Here’s the news of the week – and how we see it here at McAlvany Wealth Management:
Stimulus – Not So Stimulating
Overseas and US stock markets were a bit stronger this week, with most indices behaving as if new highs will soon be realized, as the bulls continued to feed on the supposed benefits of negative interest rate policies (or “NIRP”). Of course, this years’ bond bull has been great for stocks, but the jury is still out on just how great they really are for the economy. Growth in consumer spending spiked in April, but then tapered off rather quickly back to a rate below that of 2015 levels – even as rates continued to decline all the way into mid-July, where they now appear to have stalled out (for now). All that is to say, we may be in the midst of a “liquidity trap,” as I have stated here before, (the case where lower rates fail to stimulate growth – i.e. China), but to be sure, more data will be needed before a solid conclusion can be reached along those lines.

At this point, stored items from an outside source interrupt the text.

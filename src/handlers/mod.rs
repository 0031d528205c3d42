// src/handlers/mod.rs

pub mod auth;
pub mod questions;
pub mod submissions;
pub mod tryouts;
pub mod users;
// src/models/mod.rs

pub mod question;
pub mod submission;
pub mod tryout;
pub mod user;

That being said, the news in August has gone a long way to suggest that we are in fact in a liquidity trap, as the traction we’re getting off the lower rates is proving to be very short lived. Auto sales have disappointed (Ford’s sales fell 8.4%), ISM Manufacturing dipped to 49.1 (a recessionary level), retailers continue to miss on estimates (latest was Costco), and non-farm payrolls registered 151K (180K was expected). Again, this hasn’t put much of a dent in the bullish tone, as stocks have defied all sorts of gravity, but I suspect, if this deceleration in the economy continues, third quarter earnings will present unexpected challenges to the current euphoria in equity markets.
Away from stocks, Treasuries essentially moved sideways, the US Dollar was fractionally higher while the metals stabilized following the jobs report. Oil took it on the chin, with a 6.8% drop, as I believe supply issues still hinder progress in that market. Other than that, there really isn’t much to report. Though it may be important to note that we are now entering into what has been in the past a seasonally strong period for the metals. Given that the most recent economic data has tipped in favor of a more dovish stance at the Fed, I’m inclined to believe that history stands a good chance of repeating itself.